Un changement stratégique aux conséquences incertaines
Le retrait des EAU de l’OPEP, effectif à partir de janvier 2025, marque un tournant dans la politique énergétique du pays. Longtemps membre influent du cartel, Abou Dhabi a justifié sa décision par la volonté de « maximiser sa flexibilité » et d’adapter sa production à sa demande intérieure croissante. Cette démarche s’inscrit dans une stratégie plus large de diversification économique, notamment via les énergies renouvelables et le gaz naturel, où les EAU voient un potentiel de croissance. Pour les producteurs africains, cette sortie pourrait entraîner une perte de cohésion au sein de l’OPEP, affaiblissant son poids face aux autres grands producteurs comme les États-Unis ou la Russie.
Les pays africains membres de l’OPEP, tels que le Nigeria, l’Angola et la République du Congo, pourraient se retrouver dans une position délicate. Leur capacité à peser sur les décisions du cartel, déjà limitée en raison de leur part modeste dans la production mondiale (environ 10 %), risque de s’amenuiser. De plus, la sortie des EAU pourrait encourager d’autres membres à suivre son exemple, fragilisant davantage la stabilité de l’organisation. Certains analystes craignent une guerre des prix accrue, où les pays africains, souvent moins compétitifs en termes de coûts, pourraient subir des pressions supplémentaires sur leurs revenus pétroliers.

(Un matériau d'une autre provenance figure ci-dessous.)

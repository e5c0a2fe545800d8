//! In-memory user store.
//!
//! Keeps records in a map behind an async lock. Counts every applied
//! mutation so callers can assert that rejected requests touched nothing,
//! and supports injecting a one-shot failure to exercise storage error
//! paths.

use std::{
    collections::HashMap,
    sync::{
        atomic::{AtomicUsize, Ordering},
        Arc,
    },
};

use tokio::sync::RwLock;

use super::{StoreFuture, UserStore};
use crate::{
    error::CoreError,
    models::{UserId, UserRecord},
};

/// Map-backed [`UserStore`].
#[derive(Clone, Default)]
pub struct InMemoryUserStore {
    records: Arc<RwLock<HashMap<UserId, UserRecord>>>,
    mutations: Arc<AtomicUsize>,
    injected_error: Arc<RwLock<Option<String>>>,
}

impl InMemoryUserStore {
    /// Creates an empty store.
    pub fn new() -> Self {
        Self::default()
    }

    /// Seeds a record without counting it as a mutation.
    pub async fn seed(&self, record: UserRecord) {
        self.records.write().await.insert(record.id.clone(), record);
    }

    /// Returns the record stored under `id`.
    pub async fn get(&self, id: &UserId) -> Option<UserRecord> {
        self.records.read().await.get(id).cloned()
    }

    /// Returns the number of stored records.
    pub async fn len(&self) -> usize {
        self.records.read().await.len()
    }

    /// Returns whether the store holds no records.
    pub async fn is_empty(&self) -> bool {
        self.records.read().await.is_empty()
    }

    /// Returns how many create, replace and delete calls were applied.
    pub fn mutation_count(&self) -> usize {
        self.mutations.load(Ordering::Acquire)
    }

    /// Makes the next operation fail with a database error.
    pub async fn inject_error(&self, message: impl Into<String>) {
        *self.injected_error.write().await = Some(message.into());
    }

    async fn take_injected_error(&self) -> Result<(), CoreError> {
        match self.injected_error.write().await.take() {
            Some(message) => Err(CoreError::Database(message)),
            None => Ok(()),
        }
    }

    async fn put(&self, id: UserId, record: UserRecord) -> Result<(), CoreError> {
        self.take_injected_error().await?;
        let record = UserRecord { id: id.clone(), ..record };
        self.records.write().await.insert(id, record);
        self.mutations.fetch_add(1, Ordering::AcqRel);
        Ok(())
    }
}

impl UserStore for InMemoryUserStore {
    fn create(&self, record: UserRecord) -> StoreFuture<'_, ()> {
        Box::pin(async move { self.put(record.id.clone(), record).await })
    }

    fn replace_by_id(&self, id: UserId, record: UserRecord) -> StoreFuture<'_, ()> {
        Box::pin(self.put(id, record))
    }

    fn delete_by_id(&self, id: UserId) -> StoreFuture<'_, bool> {
        Box::pin(async move {
            self.take_injected_error().await?;
            let existed = self.records.write().await.remove(&id).is_some();
            self.mutations.fetch_add(1, Ordering::AcqRel);
            Ok(existed)
        })
    }

    fn find_by_id(&self, id: UserId) -> StoreFuture<'_, Option<UserRecord>> {
        Box::pin(async move {
            self.take_injected_error().await?;
            Ok(self.get(&id).await)
        })
    }

    fn health_check(&self) -> StoreFuture<'_, ()> {
        Box::pin(self.take_injected_error())
    }
}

Opportunités et défis pour l’Afrique
Malgré les risques, le départ des EAU pourrait aussi offrir des opportunités aux producteurs africains. En effet, une OPEP moins unie pourrait permettre à ces pays de négocier des accords bilatéraux plus avantageux avec des partenaires comme la Chine ou l’Inde, grands consommateurs de pétrole africain. Le Nigeria, par exemple, pourrait tirer parti de sa position pour attirer des investissements dans ses infrastructures pétrolières, souvent en retard par rapport à ses homologues du Golfe. Par ailleurs, la transition énergétique mondiale, bien que menaçante pour certains, pourrait inciter les pays africains à accélérer leurs projets dans les énergies renouvelables, réduisant ainsi leur dépendance au pétrole.
Cependant, ces opportunités restent conditionnées par la capacité des États africains à surmonter leurs défis structurels. La corruption, les infrastructures défaillantes et les instabilités politiques continuent de freiner le secteur pétrolier sur le continent. Le Gabon, qui a quitté l’OPEP en 2023, a déjà montré que la flexibilité en matière de production pouvait être une stratégie viable, mais cela n’a pas suffi à résoudre ses problèmes endémiques de gouvernance. Pour les autres pays africains, l’enjeu sera donc double : adapter leur politique énergétique à un marché en mutation tout en réformant leur économie pour réduire leur vulnérabilité.
Le retrait des Émirats arabes unis de l’OPEP s’inscrit dans un contexte plus large de recomposition des alliances pétrolières mondiales. Pour les producteurs africains, cette décision représente à la fois un défi et une chance de réinventer leur rôle sur la scène énergétique internationale. Si l’Afrique parvient à tirer parti de cette nouvelle donne en diversifiant son économie et en renforçant sa coopération avec les marchés émergents, elle pourrait atténuer les effets négatifs de ce départ. En revanche, une gestion hasardeuse de cette transition risquerait d’aggraver les inégalités et les instabilités déjà présentes sur le continent. Une chose est certaine : l’avenir du pétrole africain se jouera autant sur les marchés que dans les salles de négociation des capitales du continent.